Keynote speakers
WJT Mitchell
WJT Mitchell is Professor of English and Art History at the University of Chicago. He is editor of the interdisciplinary journal, Critical Inquiry, a quarterly devoted to critical theory in the arts and human sciences. A scholar and theorist of media, visual art, and literature, Mitchell is associated with the emergent fields of visual culture and iconology (the study of images across the media). He is known especially for his work on the relations of visual and verbal representations in the context of social and political issues. Under his editorship, Critical Inquiry has published special issues on public art, psychoanalysis, pluralism, feminism, the sociology of literature, canons, race and identity, narrative, the politics of interpretation, postcolonial theory, and many other topics. He has been the recipient of numerous awards including the Guggenheim Fellowship and the Morey Prize in art history given by the College Art Association of America.
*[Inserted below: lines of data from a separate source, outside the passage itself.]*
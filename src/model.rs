use serde::{Deserialize, Serialize};
use std::path::PathBuf;
use std::time::Duration;

/// Center of the breathing canvas on both axes.
pub const CIRCLE_CENTER: f64 = 100.0;
/// Smallest radius the circle ever reaches (rest size).
pub const MIN_RADIUS: u32 = 40;
/// Largest radius, reached at the end of an inhale.
pub const MAX_RADIUS: u32 = 80;
/// Radius change per animation step.
pub const RADIUS_STEP: u32 = 4;

#[derive(Debug, Clone)]
pub struct AppConfig {
    pub db_path: PathBuf,
    pub sound_path: PathBuf,
    pub sound_enabled: bool,
    pub timing: BreathTiming,
    pub log_file: PathBuf,
}

/// Pacing of the breathing animation.
#[derive(Debug, Clone, Copy, PartialEq, Eq)]
pub struct BreathTiming {
    /// Sleep between two radius steps.
    pub step_interval: Duration,
    /// Time spent at full size between inhale and exhale.
    pub hold: Duration,
    /// How often a paused animation re-checks the session state.
    pub pause_poll: Duration,
}

impl Default for BreathTiming {
    fn default() -> Self {
        Self {
            step_interval: Duration::from_millis(100),
            hold: Duration::from_millis(700),
            pause_poll: Duration::from_millis(100),
        }
    }
}

#[derive(Debug, Clone, Copy, PartialEq, Eq, Serialize, Deserialize)]
pub enum SessionState {
    Idle,
    Active,
    Paused,
}

impl SessionState {
    pub fn label(self) -> &'static str {
        match self {
            SessionState::Idle => "Idle",
            SessionState::Active => "Active",
            SessionState::Paused => "Paused",
        }
    }
}

#[derive(Debug, Clone, Copy, PartialEq, Eq, Serialize, Deserialize)]
pub enum BreathPhase {
    Inhale,
    Hold,
    Exhale,
}

impl BreathPhase {
    pub fn cue(self) -> &'static str {
        match self {
            BreathPhase::Inhale => "Breathe in…",
            BreathPhase::Hold => "Hold…",
            BreathPhase::Exhale => "Breathe out…",
        }
    }
}

/// Axis-aligned bounds of the breathing circle: `(x0, y0, x1, y1)`.
#[derive(Debug, Clone, Copy, PartialEq, Serialize, Deserialize)]
pub struct CircleBounds {
    pub x0: f64,
    pub y0: f64,
    pub x1: f64,
    pub y1: f64,
}

impl CircleBounds {
    pub fn from_radius(radius: u32) -> Self {
        let r = f64::from(radius);
        Self {
            x0: CIRCLE_CENTER - r,
            y0: CIRCLE_CENTER - r,
            x1: CIRCLE_CENTER + r,
            y1: CIRCLE_CENTER + r,
        }
    }

    pub fn radius(&self) -> f64 {
        (self.x1 - self.x0) / 2.0
    }

    pub fn center(&self) -> (f64, f64) {
        ((self.x0 + self.x1) / 2.0, (self.y0 + self.y1) / 2.0)
    }
}

impl Default for CircleBounds {
    fn default() -> Self {
        Self::from_radius(MIN_RADIUS)
    }
}

/// A timestamped free-text entry about a panic episode.
#[derive(Debug, Clone, PartialEq, Eq, Serialize, Deserialize)]
pub struct Note {
    pub id: i64,
    #[serde(rename = "datetime")]
    pub timestamp: String,
    #[serde(rename = "note")]
    pub text: String,
}

impl Note {
    /// Single-line rendering used by list views and text output.
    pub fn to_line(&self) -> String {
        format!("{} | {} | {}", self.id, self.timestamp, self.text)
    }
}

#[derive(Debug, Clone)]
pub enum AppEvent {
    SessionChanged {
        state: SessionState,
    },
    /// A calming message to show above the circle.
    Prompt(String),
    Breath {
        phase: BreathPhase,
        radius: u32,
        bounds: CircleBounds,
    },
    NotesLoaded {
        notes: Vec<Note>,
    },
    Info(InfoEvent),
}

/// Structured status events consumed by the UI/CLI layers.
#[derive(Debug, Clone, PartialEq, Eq)]
pub enum InfoEvent {
    Message(String),
    SessionStarted,
    SessionResumed,
    SessionPaused,
    SessionStopped,
    NoteSaved { id: i64 },
    NoteDeleted { id: i64 },
    NoteRejected(String),
    StoreFailed(String),
    SoundUnavailable(String),
}

impl InfoEvent {
    pub fn to_message(&self) -> String {
        match self {
            InfoEvent::Message(msg) => msg.clone(),
            InfoEvent::SessionStarted => "Panic mode started!".to_string(),
            InfoEvent::SessionResumed => "Panic mode resumed!".to_string(),
            InfoEvent::SessionPaused => "Panic mode paused.".to_string(),
            InfoEvent::SessionStopped => "Panic mode stopped.".to_string(),
            InfoEvent::NoteSaved { id } => format!("Saved note #{}", id),
            InfoEvent::NoteDeleted { id } => format!("Deleted note #{}", id),
            InfoEvent::NoteRejected(reason) => reason.clone(),
            InfoEvent::StoreFailed(err) => format!("Note store error: {}", err),
            InfoEvent::SoundUnavailable(err) => format!("Sound unavailable: {}", err),
        }
    }
}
His publications include: What Do Pictures Want? (2005); The Last Dinosaur Book: The Life and Times of a Cultural Icon (1998); Picture Theory (1994); Art and the Public Sphere (1993); Landscape and Power (1992); Iconology (1987). His most recent books are Cloning Terror: The War of Images, 9-11 to the Present (Chicago 2011), and Seeing Through Race (Harvard, 2012).
Andreas Philippopoulos-Mihalopoulos
Andreas Philippopoulos-Mihalopoulos is Professor of Law & Theory and Director of the Westminster International Law & Theory Centre at the University of Westminster, London, an international research centre in the heart of London with a vibrant series of events, publications, internships and research clusters. Andreas's research interests include critical legal theory, autopoiesis, philosophy, psychoanalysis, architecture, geography, art, phenomenology, and their critical instances of confluence. He researches in the areas of environmental law, EU law, human rights and critical jurisprudence. Andreas has been awarded the Oxford University Press National Law Teacher of the Year Award 2011. He is the author of Absent Environments (2008) and Niklas Luhmann: law, justice, society (2010) and edited Law and the City (2007), Law and ecology: new environmental foundations (2011), and Luhmann Observed: Radical Theoretical Encounters (2012). He is currently editing Knowledge-creating Milieus: Firms, Cities and Territories, and completing his monograph Just Here: The Geography of Spatial Justice.
Honni van Rijswijk
Dr Honni van Rijswijk is a Senior Lecturer in the Faculty of Law at UTS and Co-convenor of the Law School’s Law and Culture Group. She received her PhD from the University of Washington, where she was a Fellow in the Society of Scholars at the Simpson Center for the Humanities. Her research examines intersections between law and culture, focusing on the justice claims of those whose suffering is rendered invisible through dominant legal and cultural frameworks. Her work has been published in Law, Culture and the Humanities, Feminist Legal Studies, Australian Feminist Law Journal, University of New South Wales Law Journal and Melbourne University Law Review. She is currently working on a book that compares legal and literary representations of responsibility for historical suffering in different national contexts.